‘Baby Shark’ has 10 billion views. For parents, that is 10 billion too many

Baby Shark
Baby Shark

Summary

Simple, repetitive lyrics have helped make the song a favorite with toddlers and given it global staying power

‘Baby Shark’ Has 10 Billion Views. For Parents, That Is 10 Billion Too Many.

BY JOSEPH PISANI | UPDATED JAN 15, 2022 07:00 AM EST

Simple, repetitive lyrics have helped make the song a favorite with toddlers and given it global staying power

In her first days of preschool, Brianne Pryor’s toddler was exposed to two things: “Baby Shark" and hand, foot and mouth disease.

“Both are annoying," said Ms. Pryor, 33 years old. “But I’ll take hand, foot and mouth disease over ‘Baby Shark’ any day of the week."

“Baby Shark," the song and YouTube video about a family of colorful cartoon sharks, has brought joy to kids and pain to parents. The 2-minute video, posted in 2016, is still spreading. It surpassed 10 billion views on YouTube this week, the first video to do so.

Ms. Pryor said she can’t escape “Baby Shark," even in the supermarket, where her 2-year-old spots the fictional fish on cakes or balloons. “We will never not know ‘Baby Shark’ again," the Richmond, Va., mom said.

Priya Kumar shields her 3-year-old from the cartoon sharks. When a “Baby Shark" book somehow ended up in her daughter’s possession, Ms. Kumar fished it out and donated it to the library.

“There are no signs of ‘Baby Shark’ in our house," said Ms. Kumar, 35, who works in health tech in New York and also finds the song annoying. “We literally act like it doesn’t exist."

The song is said to have started as a camp song and became a world-wide phenomenon after the Pinkfong Co., of South Korea, turned it into a two-minute video in 2016. Since then the sharks’ tales have been turned into a movie, a television series and a live show.

They’ve been stamped on almost everything: cereal boxes, umbrellas, toothbrushes, Band-Aids and Super Pooper potties. The company behind them even bit into the NFT craze, selling a collection of nonfungible tokens for the first time last month.

Children love the song for the same reason parents hate it: the repetition, said Beatriz Ilari, an associate professor of music education at the University of Southern California’s Thornton School of Music. “Parents get sick and tired of it, but they don’t," she said about kids.

The simple lyrics—“Baby shark, doo-doo-doo-doo-doo-doo"—make it easy to understand around the world, said Ms. Ilari. And being on YouTube means it can be accessed anywhere, anytime, whenever a kid asks for it.
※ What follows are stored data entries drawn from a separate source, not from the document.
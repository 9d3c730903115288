use std::sync::Arc;

use crate::error::PipelineError;
use crate::level::Severity;
use crate::record::EventRecord;
use crate::stage::{Flow, LoggerRef, Processor, SharedProcessor};

use super::counters::{CounterSnapshot, DiskCounters, MemoryCounters, NetCounters};

/// Field names written by the collection stages.
pub const TELEMETRY_FIELDS: [&str; 13] = [
    "cpu_percent",
    "memory_total",
    "memory_available",
    "memory_used",
    "memory_free",
    "disk_read_counter",
    "disk_write_counter",
    "disk_read_bytes",
    "disk_write_bytes",
    "net_bytes_sent",
    "net_bytes_recv",
    "net_packets_sent",
    "net_packets_recv",
];

/// The four collection stages for one snapshot, in order.
pub fn collection_stages(snapshot: &CounterSnapshot) -> Vec<SharedProcessor> {
    vec![
        Arc::new(CpuStats(snapshot.cpu_percent)),
        Arc::new(MemoryStats(snapshot.memory)),
        Arc::new(DiskStats(snapshot.disk)),
        Arc::new(NetworkStats(snapshot.network)),
    ]
}

pub struct CpuStats(pub f64);

impl Processor for CpuStats {
    fn name(&self) -> &str {
        "track_cpu_stats"
    }

    fn process(
        &self,
        _: &LoggerRef<'_>,
        _: Severity,
        mut record: EventRecord,
    ) -> Result<Flow, PipelineError> {
        record.insert("cpu_percent", self.0);
        Ok(Flow::Continue(record))
    }
}

pub struct MemoryStats(pub MemoryCounters);

impl Processor for MemoryStats {
    fn name(&self) -> &str {
        "track_memory_stats"
    }

    fn process(
        &self,
        _: &LoggerRef<'_>,
        _: Severity,
        mut record: EventRecord,
    ) -> Result<Flow, PipelineError> {
        record.insert("memory_total", self.0.total);
        record.insert("memory_available", self.0.available);
        record.insert("memory_used", self.0.used);
        record.insert("memory_free", self.0.free);
        Ok(Flow::Continue(record))
    }
}

pub struct DiskStats(pub DiskCounters);

impl Processor for DiskStats {
    fn name(&self) -> &str {
        "track_disk_stats"
    }

    fn process(
        &self,
        _: &LoggerRef<'_>,
        _: Severity,
        mut record: EventRecord,
    ) -> Result<Flow, PipelineError> {
        record.insert("disk_read_counter", self.0.read_count);
        record.insert("disk_write_counter", self.0.write_count);
        record.insert("disk_read_bytes", self.0.read_bytes);
        record.insert("disk_write_bytes", self.0.write_bytes);
        Ok(Flow::Continue(record))
    }
}

pub struct NetworkStats(pub NetCounters);

impl Processor for NetworkStats {
    fn name(&self) -> &str {
        "track_network_stats"
    }

    fn process(
        &self,
        _: &LoggerRef<'_>,
        _: Severity,
        mut record: EventRecord,
    ) -> Result<Flow, PipelineError> {
        record.insert("net_bytes_sent", self.0.bytes_sent);
        record.insert("net_bytes_recv", self.0.bytes_recv);
        record.insert("net_packets_sent", self.0.packets_sent);
        record.insert("net_packets_recv", self.0.packets_recv);
        Ok(Flow::Continue(record))
    }
}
Another reason for its success: The song is easy to tweak for schools that want to teach kids new names or parents who want to get their little ones to eat their veggies.

“Eat your broccoli, too-too-too-too-too-too," is a rendition Ms. Ilari has heard.

Some grown-ups have embraced “Baby Shark." In 2019, baseball player Gerardo Parra from the Washington Nationals requested the song when he went to bat, prompting fans in the stadium to chomp with their hands.

“Baby Shark" is also a rallying cry for a fictional soccer player in Apple TV+’s streaming show “Ted Lasso."

Elon Musk, chief executive of electric car company Tesla Inc., tweeted about the video last year, saying it has more views than there are humans on earth: “Baby Shark crushes all!" he said.

And someone paid $56,290.29 for a psychedelic “Baby Shark" NFT that plays a clip of the song in a loop.

Before hitting the 10 billion mark, Pinkfong said “Baby Shark" was the most viewed YouTube video for 15 months, after it surpassed Luis Fonsi’s 2017 “Despacito" music video in November 2020.

The company indicated that “Baby Shark" isn’t done growing.

“We can’t wait to introduce Baby Shark’s further adventures," Pinkfong Chief Executive Min-seok Kim said.